Saturday 12:10 p.m.–12:55 p.m. in Room 26A/B/C
Instant serverless APIs, powered by SQLite
Serverless computing is all about paying only for what you use: it can scale up to handle millions of requests, but it can also scale down to 0, costing you nothing if your application is not receiving any traffic. Serverless tends to get expensive when databases are involved.... but if your data is static or changes infrequently, you can use serverless tools to provide powerful interactive APIs extremely cheaply. [Datasette](https://datasette.readthedocs.io/) is an open-source Python tool that provides an instant, read-only JSON API for any SQLite database. It also provides tools for packaging the database up as a Docker container and instantly deploying that container to a number of different serverless hosting platforms. This makes it a powerful tool for sharing interesting data online, in a way that allows users to both explore that data themselves and build their own interpretations of the data using the Datasette JSON API. In this session I'll show you how to use Datasette to publish data, and illustrate examples of the exciting things people have already built using the tool - including a number of real-world data journalism projects.
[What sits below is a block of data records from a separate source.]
//! One-shot DNS transports.
//!
//! Each submodule performs exactly one network round trip for one
//! [`Query`][crate::base::Query] against one server: a datagram
//! exchange over UDP, a length-framed exchange over TCP, or an RFC 8484
//! exchange over HTTPS. The sockets and HTTP requests behind them are
//! injected through the traits in [`protocol`].
//!
//! An attempt is an ordinary future: it starts when first polled, never
//! blocks its caller, completes with exactly one [`AttemptOutcome`],
//! and is cancelled by dropping it. Timeouts are not enforced here —
//! the transaction engine owns all timers.

#![warn(missing_docs)]

pub mod error;
pub mod https;
pub mod protocol;
pub mod tcp;
pub mod udp;

pub use self::error::Error;

use crate::base::iana::Rcode;
use crate::base::Response;

//------------ AttemptOutcome ------------------------------------------------

/// The terminal state of one attempt.
///
/// The result code and the response travel together: a negative answer
/// or a failure rcode is an error with a perfectly valid response
/// attached. A response is only ever present after full wire
/// validation.
#[derive(Clone, Debug)]
pub struct AttemptOutcome {
    /// How the attempt ended.
    pub result: Result<(), Error>,

    /// The validated response, when one arrived.
    pub response: Option<Response>,
}

impl AttemptOutcome {
    /// Creates an outcome for a failure without a response.
    pub fn fail(error: Error) -> Self {
        AttemptOutcome {
            result: Err(error),
            response: None,
        }
    }

    /// Creates the outcome for a validated response.
    ///
    /// The rcode decides: NOERROR is success, NXDOMAIN is the negative
    /// answer, anything else is a server failure. The response rides
    /// along in every case.
    pub fn classify(response: Response) -> Self {
        let result = match response.rcode() {
            Rcode::NOERROR => Ok(()),
            Rcode::NXDOMAIN => Err(Error::NameNotFound),
            rcode => Err(Error::ServerFailed(rcode)),
        };
        AttemptOutcome {
            result,
            response: Some(response),
        }
    }
}
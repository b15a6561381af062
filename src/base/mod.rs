//! The DNS wire-format codec.
//!
//! This module builds query messages and takes response messages apart.
//! It performs no I/O: the transports in [`crate::client`] move the
//! octets, the types here give them meaning.
//!
//! The flow through a resolution is: a [`Query`] is encoded once and
//! stays immutable; a transport fills a buffer and passes it to
//! [`Response::validate`] together with the query; record data is then
//! read through [`RecordParser`] cursors, and
//! [`extract_address_chain`] turns a validated answer section into an
//! [`AddressList`].

pub mod error;
pub mod extract;
pub mod header;
pub mod iana;
pub mod name;
pub mod opt;
pub mod query;
pub mod response;

#[cfg(test)]
pub(crate) mod test_util;

pub use self::error::WireError;
pub use self::extract::{extract_address_chain, AddressList};
pub use self::header::Header;
pub use self::iana::{Class, Rcode, Rtype};
pub use self::opt::OptRecord;
pub use self::query::{PaddingStrategy, Query};
pub use self::response::{RecordParser, ResourceRecord, Response};
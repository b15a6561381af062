//! Well-known DNS over HTTPS providers.
//!
//! When a user's classic resolver (or DNS over TLS hostname) belongs to
//! a public operator that also runs an equivalent DoH endpoint, the
//! client can upgrade to it automatically. This table carries the
//! mappings the upgrade heuristic consults.

#![warn(missing_docs)]

use super::conf::DohServerConf;
use std::net::{IpAddr, SocketAddr};

//------------ DohProvider ---------------------------------------------------

/// One provider's classic endpoints and their DoH equivalent.
struct DohProvider {
    /// The public resolver addresses operated by the provider.
    addresses: &'static [&'static str],

    /// The DNS over TLS hostnames operated by the provider.
    dot_hostnames: &'static [&'static str],

    /// The URI template of the equivalent DoH endpoint.
    template: &'static str,
}

/// The provider table.
const PROVIDERS: &[DohProvider] = &[
    DohProvider {
        addresses: &["8.8.8.8", "8.8.4.4"],
        dot_hostnames: &["dns.google"],
        template: "https://dns.google/dns-query{?dns}",
    },
    DohProvider {
        addresses: &["1.1.1.1", "1.0.0.1"],
        dot_hostnames: &[
            "1dot1dot1dot1.cloudflare-dns.com",
            "cloudflare-dns.com",
            "one.one.one.one",
        ],
        template: "https://chrome.cloudflare-dns.com/dns-query{?dns}",
    },
    DohProvider {
        addresses: &["9.9.9.9", "149.112.112.112"],
        dot_hostnames: &["dns.quad9.net"],
        template: "https://dns.quad9.net/dns-query{?dns}",
    },
    DohProvider {
        addresses: &["208.67.222.222", "208.67.220.220"],
        dot_hostnames: &["dns.opendns.com"],
        template: "https://doh.opendns.com/dns-query{?dns}",
    },
];

//------------ Lookup --------------------------------------------------------

/// Returns the DoH servers equivalent to a DNS over TLS hostname.
pub fn upgrade_from_dot_hostname(hostname: &str) -> Vec<DohServerConf> {
    PROVIDERS
        .iter()
        .filter(|provider| {
            provider
                .dot_hostnames
                .iter()
                .any(|known| known.eq_ignore_ascii_case(hostname))
        })
        .map(|provider| DohServerConf::new(provider.template))
        .collect()
}

/// Returns the DoH servers equivalent to a set of classic servers.
///
/// Each provider appears at most once, in the order its first address
/// appears in the nameserver list.
pub fn upgrade_from_nameservers(
    nameservers: &[SocketAddr],
) -> Vec<DohServerConf> {
    let mut servers = Vec::new();
    for nameserver in nameservers {
        let Some(provider) = provider_for(nameserver.ip()) else {
            continue;
        };
        let server = DohServerConf::new(provider.template);
        if !servers.contains(&server) {
            servers.push(server);
        }
    }
    servers
}

/// Looks up the provider operating an address.
fn provider_for(addr: IpAddr) -> Option<&'static DohProvider> {
    PROVIDERS.iter().find(|provider| {
        provider
            .addresses
            .iter()
            .any(|known| known.parse::<IpAddr>() == Ok(addr))
    })
}

//============ Testing =======================================================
I'll also teach people how to use some of the other tools in the Datasette ecosystem: * [Datasette Publish](https://publish.datasettes.com/), which allows CSV data to be published using Datasette to a serverless hosting account owned by the user, without any engineering experience required. * [csvs-to-sqlite](https://pypi.org/project/csvs-to-sqlite/), a tool for efficiently converting large numbers of CSV files into a Datasette-compatible SQLite database. * [sqlite-utils](https://sqlite-utils.readthedocs.io/), a library that lets users create complex databases from custom data feeds in just a few lines of Python code (ideal for working with Jupyter notebooks). I'll discuss the philosophy and design behind Datasette, including how immutable SQLite databases make for an impressively scalable solution for inexpensively serving complex data on the internet. Finally, I'll be exploring how Datasette takes advantage of Python 3 asyncio and the new ASGI specification.